INSTRUCTIONS TO FOLLOW:
From the first line through the line containing "use crate::domains;", transcribe the records exactly and include no other lines.

::: DATASET RECORDS :::

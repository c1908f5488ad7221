//! Cross-domain classification entry point.
//!
//! The [`Dispatcher`] owns one parser per domain, ordered by
//! [`Domain::priority`], and returns the first diagnosis any of them produces.
//! It is immutable after construction and can be shared across threads.

use std::sync::Arc;

use serde_json::Value;

use crate::config::TriageConfig;
use crate::diagnosis::{Diagnosis, Domain};
use crate::domains;
use crate::error::Result;
use crate::extract::Locator;
use crate::knowledge::KnowledgeTables;
use crate::obs;
use crate::parser::{truncate_chars, DiagnosisParser, DomainParser};

pub struct Dispatcher {
    parsers: Vec<Arc<dyn DiagnosisParser>>,
    max_input_chars: usize,
}

impl std::fmt::Debug for Dispatcher {
    fn fmt(&self, f: &mut std::fmt::Formatter<'_>) -> std::fmt::Result {
        f.debug_struct("Dispatcher")
            .field("domains", &self.domains())
            .field("max_input_chars", &self.max_input_chars)
            .finish()
    }
}

impl Dispatcher {
    /// Build parsers for every enabled domain from the built-in rule tables.
    pub fn from_config(config: &TriageConfig, knowledge: Arc<KnowledgeTables>) -> Result<Self> {
        config.validate()?;
        let locator = Arc::new(Locator::new()?);
        let mut parsers: Vec<Arc<dyn DiagnosisParser>> = Vec::new();
        for domain in Domain::ALL {
            if !config.is_enabled(domain) {
                obs::emit_domain_skipped(domain, "disabled by configuration");
                continue;
            }
            parsers.push(Arc::new(DomainParser::new(
                domains::rule_set(domain)?,
                Arc::clone(&knowledge),
                Arc::clone(&locator),
                config.max_input_chars,
            )));
        }
        Ok(Self::with_parsers(parsers, config.max_input_chars))
    }

    /// Dispatcher over the default configuration and knowledge tables.
    pub fn with_defaults() -> Result<Self> {
        Self::from_config(
            &TriageConfig::default(),
            Arc::new(KnowledgeTables::default()),
        )
    }

    /// Use caller-supplied parsers. They are consulted in domain priority
    /// order regardless of the order given here.
    pub fn with_parsers(mut parsers: Vec<Arc<dyn DiagnosisParser>>, max_input_chars: usize) -> Self {
        parsers.sort_by_key(|p| p.domain().priority());
        Self {
            parsers,
            max_input_chars: max_input_chars.clamp(1, crate::config::MAX_INPUT_CHARS),
        }
    }

    /// Domains consulted, in order.
    pub fn domains(&self) -> Vec<Domain> {
        self.parsers.iter().map(|p| p.domain()).collect()
    }

    /// Classify free-form diagnostic text.
    pub fn classify_any(&self, text: &str) -> Option<Diagnosis> {
        if text.trim().is_empty() {
            return None;
        }
        let total_chars = text.chars().count();
        if total_chars > self.max_input_chars {
            obs::emit_input_truncated(total_chars, self.max_input_chars);
        }
        let bounded = truncate_chars(text, self.max_input_chars);
        let input_chars = total_chars.min(self.max_input_chars);

        for parser in &self.parsers {
            if let Some(diagnosis) = parser.classify(bounded) {
                obs::emit_classified(parser.domain(), diagnosis.kind, input_chars);
                return Some(diagnosis);
            }
        }
        obs::emit_unclassified(input_chars);
        None
    }

    /// Classify a JSON value; anything other than a string yields `None`.
    pub fn classify_value(&self, value: &Value) -> Option<Diagnosis> {
        value.as_str().and_then(|text| self.classify_any(text))
    }
}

:::

RESPONSE TO THE TASK:
repository c1908f5488ad7221
//! Cross-domain classification entry point.
//!
//! The [`Dispatcher`] owns one parser per domain, ordered by
//! [`Domain::priority`], and returns the first diagnosis any of them produces.
//! It is immutable after construction and can be shared across threads.

use std::sync::Arc;

use serde_json::Value;

use crate::config::TriageConfig;
use crate::diagnosis::{Diagnosis, Domain};
use crate::domains;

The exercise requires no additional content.